Although I have been taking it REALLY SLOW these first few days, we have still had a few minor scares.  The first night I was home, my foot swelled up like a balloon again.  As Annika left for a soccer game on Saturday morning, she was convinced that I would be back in the hospital again by the time she got home.  Luckily, the doctor told me to stay off of it for a few days and elevate it to the sky.  Since then it has looked good.

Also, for the last two nights, I have suddenly felt incredible chills and body aches all over my body.  I run a fever of 100.3 for a few hours and then it goes back down.  Seeing as it is happening again tonight, I will be sure to call the infectious disease doctor in the morning.  We have learned not to react to these setbacks—but to just see them as bumps in the road that we will deal with soon enough. 


My Mom has been sewing cute little external fixator “socks” to keep my foot covered.  She has also made about eighteen trips to Sports Authority to find the perfect sportswear that fits over a gigantic foot. 

Elise has become my little nurse who LOVES reminding me to take my medicine and even takes part in giving me my antibiotic injections!  If I ask her to get something for me, she runs to get it and returns saying, “Now what?!?!?!?!” 

Annika has this incredible ability to sense when I am thirsty, cold, or uncomfortable.  I took this picture right after she said, “Mom—your foot looks cold.  I am going to put a sock on it.”  My favorite is when she slathers lotion on my leg. 

And then there is Douglas.  Dear Douglas who is doing laundry, putting together healthy meals, managing homework and bedtimes, responding with concern to every little sigh or moan that leaves my mouth, keeping calm during setbacks, getting dressed up for the Father-Daughter Dance, filling up my water glass, making sure thank you notes are written, figuring out a way to wash my hair in the tub, and keeping up with a full time job . . .

All while telling me over and over that he loves me so much, that he is so incredibly proud of me, and that he never would have married anyone else. 

What a man.

Tomorrow I head to the Jackson South Wound Care Center to meet with Dr.

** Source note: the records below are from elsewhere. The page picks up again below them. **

#![deny(
    unsafe_code,
    missing_docs,
    dead_code,
    unused_results,
    non_snake_case,
    unreachable_pub
)]

//! Command-line adapter that boots the Face Arena experience.

mod emulation;
mod headless;
mod scene;

use std::{
    fmt,
    path::{Path, PathBuf},
    process::ExitCode,
    rc::Rc,
    time::Instant,
};

use anyhow::{Context, Result};
use clap::{Parser, ValueEnum};
use face_arena_core::WELCOME_BANNER;
use face_arena_rendering::{
    Color, FrameSimulationBreakdown, Presentation, RenderingBackend, Scene,
};
use face_arena_rendering_macroquad::MacroquadBackend;
use face_arena_simulation::{GameConfig, OperatorInput, Session, Simulation};
use glam::Vec2;
use tracing::{debug, error, info, warn};
use tracing_subscriber::EnvFilter;

use crate::emulation::{KeyboardAudio, KeyboardPerception, SharedFace};

const WINDOW_TITLE: &str = "Face Arena";

/// Height of the emulated face anchor as a fraction of the play area.
const EMULATED_ANCHOR_HEIGHT: f32 = 0.75;

/// Background behind the arena.
#[derive(Clone, Copy, Debug, PartialEq, Eq, ValueEnum)]
enum BackgroundColor {
    Black,
    Green,
    Blue,
    White,
    Transparent,
}

impl BackgroundColor {
    fn color(self) -> Color {
        match self {
            Self::Black => Color::from_rgb_u8(0, 0, 0),
            Self::Green => Color::from_rgb_u8(0, 255, 0),
            Self::Blue => Color::from_rgb_u8(0, 0, 255),
            Self::White => Color::from_rgb_u8(255, 255, 255),
            Self::Transparent => Color::new(0.0, 0.0, 0.0, 0.0),
        }
    }
}

/// Command-line arguments accepted by the Face Arena binary.
#[derive(Debug, Parser)]
#[command(name = "face-arena")]
#[command(about = "Face-tracked arcade arena with waves, bosses, and an eternal antagonist")]
struct Args {
    /// Borderless overlay presentation that hides minions and moves the HUD.
    #[arg(long)]
    stream_mode: bool,

    /// Background colour behind the arena.
    #[arg(long, value_enum, default_value_t = BackgroundColor::Black)]
    bg_color: BackgroundColor,

    /// Game configuration file in TOML format.
    #[arg(long, value_name = "PATH")]
    config: Option<PathBuf>,

    /// Replays a JSON perception script without opening a window.
    #[arg(long, value_name = "SCRIPT")]
    headless: Option<PathBuf>,

    /// Overrides the random seed from the configuration.
    #[arg(long)]
    seed: Option<u64>,

    /// Logs frame timings once per second.
    #[arg(long)]
    show_fps: bool,

    /// Tracing filter directive; falls back to `RUST_LOG`, then `info`.
    #[arg(long, value_name = "DIRECTIVE")]
    log_filter: Option<String>,
}

/// Presentation mode the binary runs in.
#[derive(Clone, Copy, Debug, PartialEq, Eq)]
enum RunMode {
    Windowed,
    Stream,
    Headless,
}

impl fmt::Display for RunMode {
    fn fmt(&self, f: &mut fmt::Formatter<'_>) -> fmt::Result {
        f.write_str(match self {
            Self::Windowed => "windowed",
            Self::Stream => "stream",
            Self::Headless => "headless",
        })
    }
}

impl Args {
    fn mode(&self) -> RunMode {
        if self.headless.is_some() {
            RunMode::Headless
        } else if self.stream_mode {
            RunMode::Stream
        } else {
            RunMode::Windowed
        }
    }
}

/// Entry point for the Face Arena command-line interface.
fn main() -> ExitCode {
    let args = Args::parse();
    init_tracing(args.log_filter.as_deref());
    info!(mode = %args.mode(), "{}", WELCOME_BANNER);

    match run(&args) {
        Ok(()) => ExitCode::SUCCESS,
        Err(error) => {
            error!(
                mode = %args.mode(),
                background = ?args.bg_color,
                config = ?args.config,
                "fatal error: {error:#}"
            );
            ExitCode::FAILURE
        }
    }
}

fn init_tracing(directive: Option<&str>) {
    let (filter, rejected) = match directive.map(EnvFilter::try_new) {
        Some(Ok(filter)) => (filter, None),
        Some(Err(parse_error)) => (default_filter(), Some(parse_error)),
        None => (default_filter(), None),
    };
    tracing_subscriber::fmt().with_env_filter(filter).init();

    if let Some(parse_error) = rejected {
        warn!(%parse_error, "ignoring invalid --log-filter directive");
    }
}

fn default_filter() -> EnvFilter {
    EnvFilter::try_from_default_env().unwrap_or_else(|_| EnvFilter::new("info"))
}

fn run(args: &Args) -> Result<()> {
    let config = load_config(args.config.as_deref(), args.seed)?;
    debug!(?config, "configuration loaded");

    match &args.headless {
        Some(script) => {
            let _ = headless::run(script, &config)?;
            Ok(())
        }
        None => run_windowed(args, &config),
    }
}

fn load_config(path: Option<&Path>, seed: Option<u64>) -> Result<GameConfig> {
    let mut config = match path {
        Some(path) => GameConfig::load(path)
            .with_context(|| format!("failed to load configuration {}", path.display()))?,
        None => GameConfig::default(),
    };
    if let Some(seed) = seed {
        config.seed = seed;
    }
    Ok(config)
}

fn run_windowed(args: &Args, config: &GameConfig) -> Result<()> {
    let area = config.play_area();
    let scene =
        Scene::new(area.width(), area.height()).context("play area cannot be presented")?;
    let anchor = Vec2::new(area.width() * 0.5, area.height() * EMULATED_ANCHOR_HEIGHT);

    let face = SharedFace::default();
    let mut session = Session::new(
        Simulation::new(config),
        KeyboardPerception::new(Rc::clone(&face)),
        KeyboardAudio::new(Rc::clone(&face)),
    );
    let presentation = Presentation::new(WINDOW_TITLE, args.bg_color.color(), scene)
        .with_stream_mode(args.stream_mode);
    let backend = MacroquadBackend::new()
        .with_vsync(true)
        .with_show_fps(args.show_fps);

    let mut paused = false;
    backend.run(presentation, move |dt, input, target| {
        if input.pause_toggle {
            paused = !paused;
            info!(paused, "pause toggled");
        }
        face.borrow_mut().update(&input, anchor);

        let simulation_start = Instant::now();
        let _ = session
            .frame(
                dt,
                OperatorInput {
                    paused,
                    speak: input.speak,
                },
            )
            .context("device failure during the frame loop")?;
        let simulation = simulation_start.elapsed();

        let population_start = Instant::now();
        scene::populate(session.simulation().world(), paused, target);

        Ok(FrameSimulationBreakdown {
            simulation,
            scene_population: population_start.elapsed(),
        })
    })
}

#[cfg(test)]
mod tests {
    use super::*;

    #[test]
    fn arguments_select_the_mode() {
        let windowed = Args::parse_from(["face-arena"]);
        assert_eq!(windowed.mode(), RunMode::Windowed);
        assert_eq!(windowed.bg_color, BackgroundColor::Black);

        let stream = Args::parse_from(["face-arena", "--stream-mode", "--bg-color", "green"]);
        assert_eq!(stream.mode(), RunMode::Stream);
        assert_eq!(stream.bg_color.color(), Color::from_rgb_u8(0, 255, 0));

        let headless = Args::parse_from([
            "face-arena",
            "--stream-mode",
            "--headless",
            "script.json",
            "--seed",
            "7",
        ]);
        assert_eq!(headless.mode(), RunMode::Headless);
        assert_eq!(headless.seed, Some(7));
    }

    #[test]
    fn unknown_background_colours_are_rejected() {
        assert!(Args::try_parse_from(["face-arena", "--bg-color", "mauve"]).is_err());
    }

    #[test]
    fn seed_override_replaces_the_configured_seed() {
        let config = load_config(None, Some(99)).expect("defaults load");

        assert_eq!(config.seed, 99);
        assert_eq!(config.kill_thresholds, GameConfig::default().kill_thresholds);
    }

    #[test]
    fn missing_configuration_names_the_path() {
        let error = load_config(Some(Path::new("/nonexistent/face-arena.toml")), None)
            .expect_err("missing file");

        assert!(format!("{error:#}").contains("/nonexistent/face-arena.toml"));
    }
}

Carbonell.  I am excited/anxious for him to check out my wound and to see where we are headed next. 

Thank you so much for the amazing ways in which each of you have supported my precious family.  Even though I don’t always get to name you specifically by name, please know that the love and generosity that you have bestowed to our family has been indelibly written on our hearts.

With much love,


P.S. Do any of you have one of those things that you put behind your back in bed so that you can sit upright?  Also, I need a thin exercise mat to put on the floor so that I can do my exercises on our tile.  Any ideas?